- WHAT TO PRODUCE:
From the records, report how many lines hold the word "PathBuf", with the number as the sole reply.

Records from a data source

####

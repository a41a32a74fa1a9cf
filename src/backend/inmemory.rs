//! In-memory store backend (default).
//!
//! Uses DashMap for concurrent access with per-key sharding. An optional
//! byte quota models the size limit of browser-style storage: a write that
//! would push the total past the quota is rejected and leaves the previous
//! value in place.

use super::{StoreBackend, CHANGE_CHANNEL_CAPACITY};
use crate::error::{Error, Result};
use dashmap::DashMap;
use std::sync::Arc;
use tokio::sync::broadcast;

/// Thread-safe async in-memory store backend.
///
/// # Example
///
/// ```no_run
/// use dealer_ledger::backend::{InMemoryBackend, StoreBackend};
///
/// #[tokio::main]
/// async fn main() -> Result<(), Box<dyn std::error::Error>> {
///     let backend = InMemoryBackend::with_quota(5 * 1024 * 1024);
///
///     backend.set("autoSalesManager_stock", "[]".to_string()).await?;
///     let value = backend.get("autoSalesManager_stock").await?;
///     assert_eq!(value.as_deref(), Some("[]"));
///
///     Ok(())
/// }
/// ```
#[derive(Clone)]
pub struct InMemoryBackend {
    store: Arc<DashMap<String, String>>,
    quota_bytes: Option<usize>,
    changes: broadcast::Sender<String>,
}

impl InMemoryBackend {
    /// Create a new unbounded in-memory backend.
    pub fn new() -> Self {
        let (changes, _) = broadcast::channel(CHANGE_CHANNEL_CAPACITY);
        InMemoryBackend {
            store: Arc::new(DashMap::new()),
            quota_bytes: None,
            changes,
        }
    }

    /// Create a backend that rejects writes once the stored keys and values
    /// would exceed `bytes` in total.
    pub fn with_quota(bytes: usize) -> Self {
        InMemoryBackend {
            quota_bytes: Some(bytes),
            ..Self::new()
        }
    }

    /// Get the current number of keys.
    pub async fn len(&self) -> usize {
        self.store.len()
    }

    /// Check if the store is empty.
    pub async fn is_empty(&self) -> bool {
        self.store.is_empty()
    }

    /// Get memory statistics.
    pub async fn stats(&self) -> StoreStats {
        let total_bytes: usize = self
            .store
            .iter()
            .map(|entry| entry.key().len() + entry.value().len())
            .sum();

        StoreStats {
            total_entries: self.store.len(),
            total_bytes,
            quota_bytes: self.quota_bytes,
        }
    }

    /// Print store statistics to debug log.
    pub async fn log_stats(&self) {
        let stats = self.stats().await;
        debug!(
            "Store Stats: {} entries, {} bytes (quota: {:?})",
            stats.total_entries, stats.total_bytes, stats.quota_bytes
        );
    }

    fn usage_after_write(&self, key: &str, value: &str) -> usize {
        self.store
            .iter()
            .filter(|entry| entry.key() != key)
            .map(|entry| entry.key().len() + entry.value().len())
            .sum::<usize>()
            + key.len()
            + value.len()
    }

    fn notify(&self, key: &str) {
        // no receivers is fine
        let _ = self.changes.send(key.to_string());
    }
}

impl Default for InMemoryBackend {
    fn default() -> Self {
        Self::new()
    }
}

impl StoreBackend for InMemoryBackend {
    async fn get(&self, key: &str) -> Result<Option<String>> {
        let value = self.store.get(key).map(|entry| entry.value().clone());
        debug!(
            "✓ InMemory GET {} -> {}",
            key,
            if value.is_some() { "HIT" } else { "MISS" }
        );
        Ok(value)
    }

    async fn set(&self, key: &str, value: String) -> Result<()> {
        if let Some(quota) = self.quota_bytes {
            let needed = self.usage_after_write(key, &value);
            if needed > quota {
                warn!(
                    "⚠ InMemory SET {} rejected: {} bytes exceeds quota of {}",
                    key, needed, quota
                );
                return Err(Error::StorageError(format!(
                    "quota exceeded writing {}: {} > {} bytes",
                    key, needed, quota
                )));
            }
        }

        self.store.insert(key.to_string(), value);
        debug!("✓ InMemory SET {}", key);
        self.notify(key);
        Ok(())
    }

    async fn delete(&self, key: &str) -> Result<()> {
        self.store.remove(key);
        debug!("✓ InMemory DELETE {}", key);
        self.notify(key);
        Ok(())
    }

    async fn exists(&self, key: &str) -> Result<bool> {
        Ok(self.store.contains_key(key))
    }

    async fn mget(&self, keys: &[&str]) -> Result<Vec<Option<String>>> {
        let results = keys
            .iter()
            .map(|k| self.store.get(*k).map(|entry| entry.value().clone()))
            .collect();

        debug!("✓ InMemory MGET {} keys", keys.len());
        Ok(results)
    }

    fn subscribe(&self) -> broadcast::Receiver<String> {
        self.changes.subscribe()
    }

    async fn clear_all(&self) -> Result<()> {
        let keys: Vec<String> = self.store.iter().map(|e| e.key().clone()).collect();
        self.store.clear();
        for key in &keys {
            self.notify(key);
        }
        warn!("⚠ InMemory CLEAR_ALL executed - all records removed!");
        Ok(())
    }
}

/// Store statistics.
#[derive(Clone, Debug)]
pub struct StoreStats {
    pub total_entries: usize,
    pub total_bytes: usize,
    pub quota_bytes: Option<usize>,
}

####

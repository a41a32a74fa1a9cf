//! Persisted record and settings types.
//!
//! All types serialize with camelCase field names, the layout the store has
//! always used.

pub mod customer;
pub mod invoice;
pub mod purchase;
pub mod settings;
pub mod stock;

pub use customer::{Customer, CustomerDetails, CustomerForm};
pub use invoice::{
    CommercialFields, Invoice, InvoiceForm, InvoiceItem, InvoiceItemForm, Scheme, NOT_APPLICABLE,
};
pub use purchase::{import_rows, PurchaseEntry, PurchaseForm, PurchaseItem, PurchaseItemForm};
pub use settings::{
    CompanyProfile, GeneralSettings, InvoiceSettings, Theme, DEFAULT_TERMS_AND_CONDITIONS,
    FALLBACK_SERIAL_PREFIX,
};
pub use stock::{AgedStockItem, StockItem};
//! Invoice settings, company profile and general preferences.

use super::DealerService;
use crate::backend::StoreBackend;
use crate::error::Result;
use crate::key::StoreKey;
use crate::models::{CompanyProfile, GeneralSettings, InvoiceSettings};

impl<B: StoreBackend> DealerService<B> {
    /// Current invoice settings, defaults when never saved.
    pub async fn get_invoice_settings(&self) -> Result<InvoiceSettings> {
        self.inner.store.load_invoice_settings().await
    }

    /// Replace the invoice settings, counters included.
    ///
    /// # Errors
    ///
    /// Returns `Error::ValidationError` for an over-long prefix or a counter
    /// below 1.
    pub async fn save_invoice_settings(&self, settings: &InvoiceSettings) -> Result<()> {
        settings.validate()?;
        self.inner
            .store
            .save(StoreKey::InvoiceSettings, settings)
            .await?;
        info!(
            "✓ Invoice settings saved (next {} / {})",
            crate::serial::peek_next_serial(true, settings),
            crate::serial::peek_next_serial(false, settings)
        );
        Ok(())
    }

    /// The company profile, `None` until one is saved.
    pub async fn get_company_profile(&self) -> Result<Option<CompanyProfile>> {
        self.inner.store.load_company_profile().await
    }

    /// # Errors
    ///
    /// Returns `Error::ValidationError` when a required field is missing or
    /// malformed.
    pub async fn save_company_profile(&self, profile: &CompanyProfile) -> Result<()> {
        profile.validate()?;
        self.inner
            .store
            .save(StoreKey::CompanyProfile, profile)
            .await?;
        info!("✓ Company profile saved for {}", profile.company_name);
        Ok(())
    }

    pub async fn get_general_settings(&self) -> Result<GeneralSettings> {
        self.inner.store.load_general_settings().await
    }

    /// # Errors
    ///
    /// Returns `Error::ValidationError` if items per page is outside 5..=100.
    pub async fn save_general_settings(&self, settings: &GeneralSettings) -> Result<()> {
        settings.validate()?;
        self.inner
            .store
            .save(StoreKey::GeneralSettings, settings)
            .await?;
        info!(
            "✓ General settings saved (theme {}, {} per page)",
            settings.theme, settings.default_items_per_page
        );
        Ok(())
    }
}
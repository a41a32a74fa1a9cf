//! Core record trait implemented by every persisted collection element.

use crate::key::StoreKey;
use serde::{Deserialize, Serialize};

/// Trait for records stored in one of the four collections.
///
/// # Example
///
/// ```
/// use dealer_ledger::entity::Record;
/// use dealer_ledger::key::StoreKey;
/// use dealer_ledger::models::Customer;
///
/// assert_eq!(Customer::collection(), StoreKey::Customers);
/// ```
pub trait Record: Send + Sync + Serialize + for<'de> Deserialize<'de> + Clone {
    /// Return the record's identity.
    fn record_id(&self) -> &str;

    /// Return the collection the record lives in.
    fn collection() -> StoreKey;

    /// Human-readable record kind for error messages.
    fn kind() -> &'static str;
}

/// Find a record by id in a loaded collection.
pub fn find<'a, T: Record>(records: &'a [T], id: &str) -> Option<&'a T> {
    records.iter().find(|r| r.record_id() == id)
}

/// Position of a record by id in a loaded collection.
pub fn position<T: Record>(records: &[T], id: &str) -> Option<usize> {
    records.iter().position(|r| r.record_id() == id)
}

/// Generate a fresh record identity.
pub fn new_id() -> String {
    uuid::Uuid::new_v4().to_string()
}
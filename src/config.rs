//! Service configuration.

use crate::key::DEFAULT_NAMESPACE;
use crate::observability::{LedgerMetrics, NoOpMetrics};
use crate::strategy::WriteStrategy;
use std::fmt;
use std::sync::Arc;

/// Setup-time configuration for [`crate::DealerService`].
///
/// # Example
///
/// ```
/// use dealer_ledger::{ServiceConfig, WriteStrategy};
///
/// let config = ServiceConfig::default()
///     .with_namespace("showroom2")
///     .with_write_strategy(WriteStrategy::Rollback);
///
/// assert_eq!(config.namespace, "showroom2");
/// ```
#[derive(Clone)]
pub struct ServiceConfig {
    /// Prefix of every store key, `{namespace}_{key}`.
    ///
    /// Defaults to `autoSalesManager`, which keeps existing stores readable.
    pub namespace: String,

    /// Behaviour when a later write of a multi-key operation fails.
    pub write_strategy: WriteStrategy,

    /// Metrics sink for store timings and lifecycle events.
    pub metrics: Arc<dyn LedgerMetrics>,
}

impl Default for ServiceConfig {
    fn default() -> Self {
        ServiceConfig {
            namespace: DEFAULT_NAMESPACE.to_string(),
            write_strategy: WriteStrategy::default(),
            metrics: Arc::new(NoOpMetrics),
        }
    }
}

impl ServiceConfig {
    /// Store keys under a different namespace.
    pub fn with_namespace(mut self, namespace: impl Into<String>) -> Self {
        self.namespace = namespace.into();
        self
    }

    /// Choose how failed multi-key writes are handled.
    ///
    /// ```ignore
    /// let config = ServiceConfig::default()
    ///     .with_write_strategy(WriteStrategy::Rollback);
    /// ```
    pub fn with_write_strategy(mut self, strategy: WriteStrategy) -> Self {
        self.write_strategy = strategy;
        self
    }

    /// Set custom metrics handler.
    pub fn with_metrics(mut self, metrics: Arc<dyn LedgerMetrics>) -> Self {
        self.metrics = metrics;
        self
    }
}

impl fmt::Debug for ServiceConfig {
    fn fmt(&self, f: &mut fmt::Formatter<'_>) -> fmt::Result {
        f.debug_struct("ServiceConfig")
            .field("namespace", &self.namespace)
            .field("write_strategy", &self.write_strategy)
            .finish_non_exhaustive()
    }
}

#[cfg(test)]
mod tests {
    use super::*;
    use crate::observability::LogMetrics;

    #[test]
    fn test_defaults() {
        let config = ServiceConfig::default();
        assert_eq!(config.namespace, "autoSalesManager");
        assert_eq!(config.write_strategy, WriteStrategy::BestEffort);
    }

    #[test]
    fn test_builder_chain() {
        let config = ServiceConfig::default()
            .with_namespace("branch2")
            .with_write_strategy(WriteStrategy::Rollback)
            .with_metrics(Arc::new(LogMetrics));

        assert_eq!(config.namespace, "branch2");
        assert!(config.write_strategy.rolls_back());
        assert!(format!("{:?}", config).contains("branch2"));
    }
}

####

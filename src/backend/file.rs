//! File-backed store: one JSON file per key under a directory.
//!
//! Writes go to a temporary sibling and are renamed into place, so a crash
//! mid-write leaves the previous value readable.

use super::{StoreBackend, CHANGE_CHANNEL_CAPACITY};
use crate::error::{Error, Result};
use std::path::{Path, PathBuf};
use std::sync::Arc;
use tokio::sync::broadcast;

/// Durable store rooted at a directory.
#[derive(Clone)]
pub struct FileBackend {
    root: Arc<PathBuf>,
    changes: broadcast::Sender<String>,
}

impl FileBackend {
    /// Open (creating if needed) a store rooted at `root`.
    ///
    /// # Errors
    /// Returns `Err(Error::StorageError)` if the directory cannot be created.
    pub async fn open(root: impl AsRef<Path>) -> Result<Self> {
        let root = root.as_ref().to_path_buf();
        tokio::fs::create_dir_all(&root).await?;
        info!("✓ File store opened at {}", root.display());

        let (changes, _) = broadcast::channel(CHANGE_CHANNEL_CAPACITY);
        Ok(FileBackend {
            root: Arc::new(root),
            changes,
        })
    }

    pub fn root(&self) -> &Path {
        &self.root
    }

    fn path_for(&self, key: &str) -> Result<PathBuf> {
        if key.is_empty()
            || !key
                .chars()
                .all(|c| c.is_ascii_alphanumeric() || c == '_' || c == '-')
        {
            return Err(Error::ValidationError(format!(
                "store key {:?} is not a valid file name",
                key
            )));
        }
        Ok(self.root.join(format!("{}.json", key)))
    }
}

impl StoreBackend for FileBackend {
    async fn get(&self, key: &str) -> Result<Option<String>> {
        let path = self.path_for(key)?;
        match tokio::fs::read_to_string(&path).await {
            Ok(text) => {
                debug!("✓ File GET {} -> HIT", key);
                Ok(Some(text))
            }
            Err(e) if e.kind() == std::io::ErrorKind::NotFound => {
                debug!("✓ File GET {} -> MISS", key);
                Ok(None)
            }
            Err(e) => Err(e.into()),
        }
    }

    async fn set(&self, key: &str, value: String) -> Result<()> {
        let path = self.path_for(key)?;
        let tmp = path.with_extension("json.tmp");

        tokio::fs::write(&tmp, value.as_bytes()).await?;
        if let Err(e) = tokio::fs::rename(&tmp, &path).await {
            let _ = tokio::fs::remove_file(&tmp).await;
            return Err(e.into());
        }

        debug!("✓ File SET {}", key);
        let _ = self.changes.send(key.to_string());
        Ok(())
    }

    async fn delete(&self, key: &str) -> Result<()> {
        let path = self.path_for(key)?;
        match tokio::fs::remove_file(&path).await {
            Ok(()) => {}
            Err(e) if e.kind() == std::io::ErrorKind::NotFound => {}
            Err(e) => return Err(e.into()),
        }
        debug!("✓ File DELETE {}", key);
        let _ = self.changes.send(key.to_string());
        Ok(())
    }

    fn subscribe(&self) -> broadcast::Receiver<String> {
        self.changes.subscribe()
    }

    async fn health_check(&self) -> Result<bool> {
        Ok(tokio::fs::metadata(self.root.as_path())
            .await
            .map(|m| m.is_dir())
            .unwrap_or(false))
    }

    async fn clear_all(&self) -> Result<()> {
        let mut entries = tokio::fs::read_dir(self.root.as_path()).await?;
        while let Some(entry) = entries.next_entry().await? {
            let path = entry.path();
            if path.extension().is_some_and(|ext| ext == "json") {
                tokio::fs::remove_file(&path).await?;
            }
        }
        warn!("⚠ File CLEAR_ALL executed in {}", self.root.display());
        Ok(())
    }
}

####

- EXERCISE ANSWER:
3